I didn't know this was an all conference all star game.  I was under them impression that it was just Bama and Clemson.


----------



## Gold Ranger (Jan 5, 2017)

RipperIII said:


> love the Haters...
> I remember a few short years ago many here scoffed at Dabo being a head coach...lots of experts here.
> If BAMA should lose, it will be to the better team that night.



Dabo is a "get the players fired up to play" great coach.  I still think the x's and o's are left to the coordinators.  It works, though.


----------



## GA native (Jan 5, 2017)

Not a bandwagon kind of guy, I'm a bulldawg through and through. 

But I am picking Bama, because we are watching history in the making. In 30 years we will be talking about Nick Saban, the same way the last generation talked about the Bear.


----------



## Silver Britches (Jan 6, 2017)

elfiii said:


> Same here.



C'mon, dooood! If you can jump out of a perfectly working plane...in tha nude, you can vote for a stoopid football game! And if it makes it easier for you, you can cast your vote in tha nude! Whataya say?


----------



## Matthew6 (Jan 6, 2017)

Silver Britches said:


> C'mon, dooood! If you can jump out of a perfectly working plane...in tha nude, you can vote for a stoopid football game! And if it makes it easier for you, you can cast your vote in tha nude! Whataya say?



no pix please.


----------



## Gold Ranger (Jan 6, 2017)

Miguel Cervantes said:


> So many haters in here.
> 
> Bama of course. Heck they even had to offer up a crew of Bama personnel to coach Clemson just to have a contender in the NC.
> 
> Roll Tide!!!



Oh Lord.  Here it goes, people.  

If Clemson wins......................Bama claims another title.


----------



## Gold Ranger (Jan 6, 2017)

Matthew6 said:


> no pix please.



At his age, now.  He'd look like a skinned flying squirrel flying through the air.


----------



## Hooked On Quack (Jan 6, 2017)

FootLongDawg said:


> Bama...Quack already too upity






Whaaaaaaaaa ???  Ain't nuttin "uppity" 'bout me !!!



I hope Clemson beats the brakes off bammer, but I wouldn't bet a plugged nickel on this game . . .


----------



## brownceluse (Jan 6, 2017)

Bama wins this game in a bloodbath! Mark it down!


----------



## Slingblade (Jan 6, 2017)

brownceluse said:


> Bama wins this game in a bloodbath! Mark it down!


----------



## Miguel Cervantes (Jan 6, 2017)

Gold Ranger said:


> Oh Lord.  Here it goes, people.
> 
> If Clemson wins......................Bama claims another title.


----------



## Barry Duggan (Jan 6, 2017)

Gold Ranger said:


> I didn't know this was an all conference all star game.  I was under them impression that it was just Bama and Clemson.
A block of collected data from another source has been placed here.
// =============================================================================
// MACD — Moving Average Convergence / Divergence
// =============================================================================
//
// DIF       = EMA(fast) - EMA(slow), aligned on the slow series
// DEA       = EMA(DIF, signal)
// Histogram = (DIF - DEA) * 2
//
// Both EMAs are SMA-seeded, so the fast series is longer than the slow one.
// Alignment drops the oldest fast entries: both series then end on the same
// most-recent index. The DEA series is in turn shorter than the DIF line and
// trails it the same way.
//
// Cross state compares the last two aligned (DIF, DEA) pairs:
//   prev DIF <= prev DEA and DIF > DEA  =>  JustGolden
//   prev DIF >= prev DEA and DIF < DEA  =>  JustDeath
//   otherwise the current ordering decides Golden / Death; with fewer than
//   two pairs there is nothing to compare and the state is None.

use serde::{Deserialize, Serialize};

pub const MACD_FAST_PERIOD: usize = 12;
pub const MACD_SLOW_PERIOD: usize = 26;
pub const MACD_SIGNAL_PERIOD: usize = 9;

/// Relationship between the DIF and DEA lines at the latest index.
#[derive(Debug, Clone, Copy, PartialEq, Eq, Serialize, Deserialize)]
#[serde(rename_all = "snake_case")]
pub enum CrossState {
    /// DIF above DEA (bullish configuration).
    Golden,
    /// DIF below (or on) DEA (bearish configuration).
    Death,
    /// DIF crossed above DEA on the latest bar.
    JustGolden,
    /// DIF crossed below DEA on the latest bar.
    JustDeath,
    /// Not enough aligned pairs to compare.
    None,
}

impl CrossState {
    /// True for `Golden` and `JustGolden`.
    pub fn is_golden(self) -> bool {
        matches!(self, Self::Golden | Self::JustGolden)
    }

    /// True for `Death` and `JustDeath`.
    pub fn is_death(self) -> bool {
        matches!(self, Self::Death | Self::JustDeath)
    }

    /// True when the cross happened on the latest bar.
    pub fn is_fresh(self) -> bool {
        matches!(self, Self::JustGolden | Self::JustDeath)
    }
}

impl std::fmt::Display for CrossState {
    fn fmt(&self, f: &mut std::fmt::Formatter<'_>) -> std::fmt::Result {
        match self {
            Self::Golden => write!(f, "golden"),
            Self::Death => write!(f, "death"),
            Self::JustGolden => write!(f, "just golden"),
            Self::JustDeath => write!(f, "just death"),
            Self::None => write!(f, "none"),
        }
    }
}

/// Latest MACD reading.
#[derive(Debug, Clone, Serialize, Deserialize)]
pub struct MacdResult {
    pub dif: f64,
    pub dea: f64,
    pub hist: f64,
    pub cross: CrossState,
}

/// Compute the latest MACD values for `closes`.
///
/// Returns `None` when either EMA — or the DEA smoothing of the DIF line —
/// cannot be seeded; absence propagates, it is never replaced by zero.
pub fn calculate_macd(
    closes: &[f64],
    fast: usize,
    slow: usize,
    signal: usize,
) -> Option<MacdResult> {
    let ema_fast = super::series::ema_series(closes, fast);
    let ema_slow = super::series::ema_series(closes, slow);
    if ema_fast.is_empty() || ema_slow.is_empty() || ema_fast.len() < ema_slow.len() {
        return None;
    }

    // Truncate the fast series from the front so both end on the same index.
    let offset = ema_fast.len() - ema_slow.len();
    let dif_line: Vec<f64> = ema_fast[offset..]
        .iter()
        .zip(ema_slow.iter())
        .map(|(f, s)| f - s)
        .collect();

    let dea_series = super::series::ema_series(&dif_line, signal);
    let dea = *dea_series.last()?;
    let dif = *dif_line.last()?;
    let hist = (dif - dea) * 2.0;

    // The DEA series trails the DIF line; its second-to-last element pairs
    // with the second-to-last DIF entry.
    let prev = if dea_series.len() >= 2 {
        Some((
            dif_line[dif_line.len() - 2],
            dea_series[dea_series.len() - 2],
        ))
    } else {
        None
    };
    let cross = detect_cross(prev, (dif, dea));

    Some(MacdResult {
        dif,
        dea,
        hist,
        cross,
    })
}

/// Latest MACD with the standard 12/26/9 parameters.
pub fn latest_macd(closes: &[f64]) -> Option<MacdResult> {
    calculate_macd(closes, MACD_FAST_PERIOD, MACD_SLOW_PERIOD, MACD_SIGNAL_PERIOD)
}

/// Classify the cross state from the previous and current (DIF, DEA) pairs.
pub fn detect_cross(prev: Option<(f64, f64)>, curr: (f64, f64)) -> CrossState {
    let (dif, dea) = curr;
    match prev {
        Some((prev_dif, prev_dea)) => {
            if prev_dif <= prev_dea && dif > dea {
                CrossState::JustGolden
            } else if prev_dif >= prev_dea && dif < dea {
                CrossState::JustDeath
            } else if dif > dea {
                CrossState::Golden
            } else {
                CrossState::Death
            }
        }
        None => CrossState::None,
    }
}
It's not, but I'm all Georgia, followed by the SEC. Feel free to think as you please.


----------



## Jay Hughes (Jan 7, 2017)

SpotandStalk said:


> Got to go with Clemson.
> 
> 
> Something about those Bama thugs not shaking hands makes you want to see then lose



Did you watch the game? Evidently not because you would have seen them all shake hands before the coin toss. 

Feel better? No? I didn't think so. 

Roll Tide Roll!!!!!


----------



## SpotandStalk (Jan 7, 2017)

Jay Hughes said:


> Did you watch the game? Evidently not because you would have seen them all shake hands before the coin toss.
> 
> Feel better? No? I didn't think so.
> 
> Roll Tide Roll!!!!!



I did catch the part where they flipped the coin, refs said shake hands, UW players held out their hands as Bama walked off.


Sad day when those UW liberals show more class than your boys did.


----------



## scooty006 (Jan 8, 2017)

With Bama dinged up with injuries to key defensive players Eddie Jackson & Shaun Dion Hamilton, new OC, true Frosh QB that's played well but shown some inexperience, plus Clemson having 2 stud receivers that didn't play in the NC game last year I think Clem pulls out a close game.


----------



## Miguel Cervantes (Jan 8, 2017)

SpotandStalk said:


> I did catch the part where they flipped the coin, refs said shake hands, UW players held out their hands as Bama walked off.
> 
> 
> Sad day when those UW liberals show more class than your boys did.



They shook hands before the toss, what part of that did you miss? 

Bama by 13 over Clemson

ROLL TIDE!!!


----------



## Jay Hughes (Jan 8, 2017)

SpotandStalk said:


> I did catch the part where they flipped the coin, refs said shake hands, UW players held out their hands as Bama walked off.
> 
> 
> Sad day when those UW liberals show more class than your boys did.



Spin it any way you like! Whatever makes you feel better. 

Roll Tide Roll!


----------



## 00Beau (Jan 8, 2017)

Roll Tide!!!!


----------



## tcward (Jan 8, 2017)

mguthrie said:


> Never will I WANT Bama to win.



But wouldn't it make little hitlers' performance against Clemson seem better if Clemson won.....?


----------



## tcward (Jan 8, 2017)

SpotandStalk said:


> I did catch the part where they flipped the coin, refs said shake hands, UW players held out their hands as Bama walked off.
> 
> 
> Sad day when those UW liberals show more class than your boys did.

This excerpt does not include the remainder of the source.